В XIX в. русские востоковеды были знамениты своими глубокими познаниями и уважением к азиатским цивилизациям, которые они изучали. У Пржевальского было другое мнение{118}. Всеволод Роборовский, его товарищ по нескольким экспедициям, писал: «К китайцам Николай Михайлович не мог относиться дружелюбно, его возмущала их лживость и притворство… он старался избегать всякой встречи с ними и говорил, что от них не увидишь ничего, кроме неприятностей»{119}.
Пржевальский вспоминал свое первое посещение Пекина, когда он останавливался там на пути в Монголию в 1871 г.: «Скажу откровенно, что на меня лично произвела крайне неприятное впечатление столица. Да и едва ли может понравиться свежему человеку город, в котором помойные ямы и толпы голых нищих составляют необходимую принадлежность самых лучших улиц»{120}. В письме на родину другу он жаловался: «Мошенничество и плутовство развито до крайних пределов… Вообще здешний китаец — это жид плюс (+) московский мазурик, и оба в квадрате»{121}. Даже еда была невкусной: «Не знаю, как другим по вкусу приходится китайская кухня… но для нас китайские яства в гостиницах казались отвратительными… Сами китайцы не брезгуют никакою гадостью, и некоторые из них едят даже собак»{122}.

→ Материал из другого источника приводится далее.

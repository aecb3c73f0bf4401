//! Domain error types.

mod model_error;

pub use model_error::ModelError;
//! Explicit environment passed to every model constructor.

use std::rc::Rc;
use std::sync::Arc;

use crate::application::options::CoreOptions;
use crate::domain::ports::{Cabinet, ClientPort};
use crate::runtime::Scheduler;

/// Everything a model needs to operate: the offline cache, the async
/// client, configuration, and the owner-thread scheduler. Passed explicitly
/// to every component constructor; there is no global state.
///
/// Cloning is cheap: the cabinet and client are shared by `Arc`, the
/// scheduler by `Rc` (it never leaves the owner thread).
#[derive(Clone)]
pub struct ModelEnv {
    cabinet: Arc<dyn Cabinet>,
    client: Arc<dyn ClientPort>,
    scheduler: Rc<Scheduler>,
    options: CoreOptions,
}

impl ModelEnv {
    /// Creates a new environment.
    #[must_use]
    pub fn new(
        cabinet: Arc<dyn Cabinet>,
        client: Arc<dyn ClientPort>,
        scheduler: Rc<Scheduler>,
        options: CoreOptions,
    ) -> Self {
        Self {
            cabinet,
            client,
            scheduler,
            options,
        }
    }

    /// Returns the offline cache.
    #[must_use]
    pub fn cabinet(&self) -> &Arc<dyn Cabinet> {
        &self.cabinet
    }

    /// Returns the async client.
    #[must_use]
    pub fn client(&self) -> &Arc<dyn ClientPort> {
        &self.client
    }

    /// Returns the owner-thread scheduler.
    #[must_use]
    pub fn scheduler(&self) -> &Rc<Scheduler> {
        &self.scheduler
    }

    /// Returns the configuration.
    #[must_use]
    pub const fn options(&self) -> &CoreOptions {
        &self.options
    }
}

impl std::fmt::Debug for ModelEnv {
    fn fmt(&self, f: &mut std::fmt::Formatter<'_>) -> std::fmt::Result {
        f.debug_struct("ModelEnv")
            .field("options", &self.options)
            .finish_non_exhaustive()
    }
}
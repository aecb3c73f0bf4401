//! Domain entity definitions.

mod channel;
mod emoji;
mod guild;
mod member;
mod message;
mod read_state;
mod summary;
mod user;

pub use channel::{Channel, ChannelId, ChannelKind};
pub use emoji::{EmojiId, GuildEmoji};
pub use guild::{Guild, GuildId};
pub use member::Member;
pub use message::{
    Attachment, Embed, Message, MessageAuthor, MessageFlags, MessageId, MessageReference,
    Reaction, ReactionEmoji, Sticker,
};
pub use read_state::{ReadState, UnreadIndication};
pub use summary::{ConversationSummary, SummaryId};
pub use user::{PremiumTier, User, UserId};
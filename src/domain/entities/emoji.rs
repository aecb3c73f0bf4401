//! Custom guild emoji entity.

use serde::{Deserialize, Serialize};

use super::GuildId;

/// Unique identifier for a custom emoji.
#[derive(Debug, Clone, Copy, PartialEq, Eq, Hash, PartialOrd, Ord, Serialize, Deserialize)]
pub struct EmojiId(pub u64);

impl EmojiId {
    /// Returns the underlying u64 value.
    #[must_use]
    pub const fn as_u64(self) -> u64 {
        self.0
    }
}

impl std::fmt::Display for EmojiId {
    fn fmt(&self, f: &mut std::fmt::Formatter<'_>) -> std::fmt::Result {
        write!(f, "{}", self.0)
    }
}

impl From<u64> for EmojiId {
    fn from(value: u64) -> Self {
        Self(value)
    }
}

/// A custom emoji uploaded to a guild.
#[derive(Debug, Clone, PartialEq, Eq, Serialize, Deserialize)]
pub struct GuildEmoji {
    /// Emoji ID.
    pub id: EmojiId,
    /// Owning guild.
    pub guild_id: GuildId,
    /// Emoji name as typed between colons.
    pub name: String,
    /// Whether the emoji is animated.
    #[serde(default)]
    pub animated: bool,
    /// Whether the emoji is currently usable.
    #[serde(default = "default_available")]
    pub available: bool,
}

const fn default_available() -> bool {
    true
}

impl GuildEmoji {
    /// Returns the in-message markup for the emoji: `<:name:id>` or
    /// `<a:name:id>` when animated.
    #[must_use]
    pub fn markup(&self) -> String {
        if self.animated {
            format!("<a:{}:{}>", self.name, self.id)
        } else {
            format!("<:{}:{}>", self.name, self.id)
        }
    }

    /// Returns a sized CDN image URL, used as the insertion fallback when
    /// the platform would reject the emoji markup itself.
    #[must_use]
    pub fn image_url(&self, size: u16) -> String {
        let ext = if self.animated { "gif" } else { "png" };
        format!(
            "https://cdn.discordapp.com/emojis/{}.{ext}?size={size}",
            self.id
        )
    }
}

#[cfg(test)]
mod tests {
    use super::*;

    #[test]
    fn test_markup() {
        let emoji = GuildEmoji {
            id: EmojiId(42),
            guild_id: GuildId(1),
            name: "blob".into(),
            animated: false,
            available: true,
        };
        assert_eq!(emoji.markup(), "<:blob:42>");
        assert_eq!(
            emoji.image_url(48),
            "https://cdn.discordapp.com/emojis/42.png?size=48"
        );
    }
}
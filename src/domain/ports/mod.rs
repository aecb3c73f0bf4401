//! Port definitions.

mod cabinet;
mod client_port;
mod gateway;

pub use cabinet::Cabinet;
#[cfg(test)]
pub use client_port::MockClientPort;
pub use client_port::{
    AllowedMentions, ClientPort, FileReader, OutgoingFile, SendMessageRequest,
};
pub use gateway::{Event, EventFilter};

Культуру Срединного царства Пржевальский тоже ценил невысоко. Семенов-Тян-Шанский вспоминал, что «упрекали Н.М. Пржевальского и в пренебрежении… к китайской цивилизации»{123}. Сам Пржевальский был убежден в загнивании Китая и не скрывал своего презрения к тем, кто высказывал более позитивное отношение: «…только полное неведение европейцев об этих странах может приписывать им какую бы то ни было долю славы и могущества»{124}. Говоря прямо, «Китай… едва ли легко поддастся нововведениям…»{125}.

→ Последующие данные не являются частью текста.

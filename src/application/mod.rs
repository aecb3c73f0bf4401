//! Application layer: configuration, environment, and model services.

/// Explicit model environment.
pub mod env;
/// Typed configuration.
pub mod options;
/// Model services.
pub mod services;

pub use env::ModelEnv;
pub use options::CoreOptions;
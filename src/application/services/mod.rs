//! Model services.

/// Composer autocomplete engine and sources.
pub mod autocomplete;
/// Guild channel tree.
pub mod channel_tree;
/// Composer state machine.
pub mod composer;
/// Per-channel message view.
pub mod message_view;

#[cfg(test)]
pub(crate) mod testing;

pub use autocomplete::AutocompleteEngine;
pub use channel_tree::ChannelTreeModel;
pub use composer::Composer;
pub use message_view::MessageView;
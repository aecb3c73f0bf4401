//! Completion source abstraction.

use std::sync::Arc;
use std::time::Instant;

use crate::domain::entities::{ChannelId, GuildId, PremiumTier};
use crate::domain::ports::Cabinet;
use crate::runtime::CancelToken;

/// Everything a source may consult while searching.
pub struct SearchContext {
    /// Offline cache the source reads candidates from.
    pub cabinet: Arc<dyn Cabinet>,
    /// Guild of the composer's channel, if any.
    pub guild_id: Option<GuildId>,
    /// The composer's channel.
    pub channel_id: ChannelId,
    /// Premium entitlement of the account.
    pub premium: PremiumTier,
    /// The current time, injected for TTL decisions.
    pub now: Instant,
    /// Hard deadline for this search.
    pub deadline: Instant,
    /// Cancelled when the query changes or the trigger is dismissed.
    pub cancel: CancelToken,
}

/// One ranked completion candidate.
#[derive(Debug, Clone, PartialEq, Eq)]
pub struct Completion {
    /// Text shown in the popup row.
    pub display: String,
    /// Secondary text shown next to the display string, if any.
    pub detail: Option<String>,
    /// Text committed into the buffer when selected.
    pub insert: String,
    /// Fuzzy match score, higher first.
    pub score: i64,
}

/// A trigger-bound completion provider.
///
/// Sources own their candidate caches; `search` takes `&mut self` so a
/// source can refresh an expired cache in place.
pub trait Source {
    /// The rune that activates this source.
    fn trigger(&self) -> char;

    /// Minimum query length before a search is dispatched.
    fn min_query_len(&self) -> usize {
        1
    }

    /// Whether the trigger is only recognised at buffer offset 0.
    fn anchor_to_start(&self) -> bool {
        false
    }

    /// Searches for candidates matching `query`, ranked best first.
    fn search(&mut self, ctx: &SearchContext, query: &str) -> Vec<Completion>;
}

Временами кажется, что идеи Пржевальского заимствованы прямо из сочинений французского теоретика расизма XIX в. Ж.-А. де Гобино, автора «Essai sur l'inegalite des races». Например, Пржевальский резко осуждал смешение рас. Говоря о людях, живущих к северу от Великой Китайской стены, он замечал: «Находясь в постоянном соприкосновении с китайцами, цахары утратили в настоящее время не только характер, но даже и тип чистокровных монголов. Оставив от своего прошлого всю монгольскую лень, они переняли от китайцев одни лишь дурные черты их характера, а потому являются выродками, в которых нет ни монгольского простодушия, ни китайского трудолюбия»{126}. И снова в духе Гобино он ликует по поводу победы в короткой перестрелке: «Такая обаятельная сила европейца, среди нравственно растлевше-го азиатского люда! Не мы лично являлись виновниками того страха, который внушали разбойникам дунганы. Нет! это была победа европейскаго духа, его энергии и отваги…»{127}
Самым ярким свидетельством упадка Небесной империи было жалкое состояние ее армии. Всякий раз, когда Пржевальский встречал китайские войска, он видел только их плачевное состояние. Офицеры, как однажды заметил он, «не имеют никакого образования. В большинстве случаев круглые невежды, но притом… они способны только растлевать, а не улучшать нравственную сторону своих подчиненных»{128}. Другие чины не казались ему лучше. Он писал Милютину из китайского гарнизона в Синьцзяне о том, что маньчжурские солдаты напоминают распущенных женщин{129}.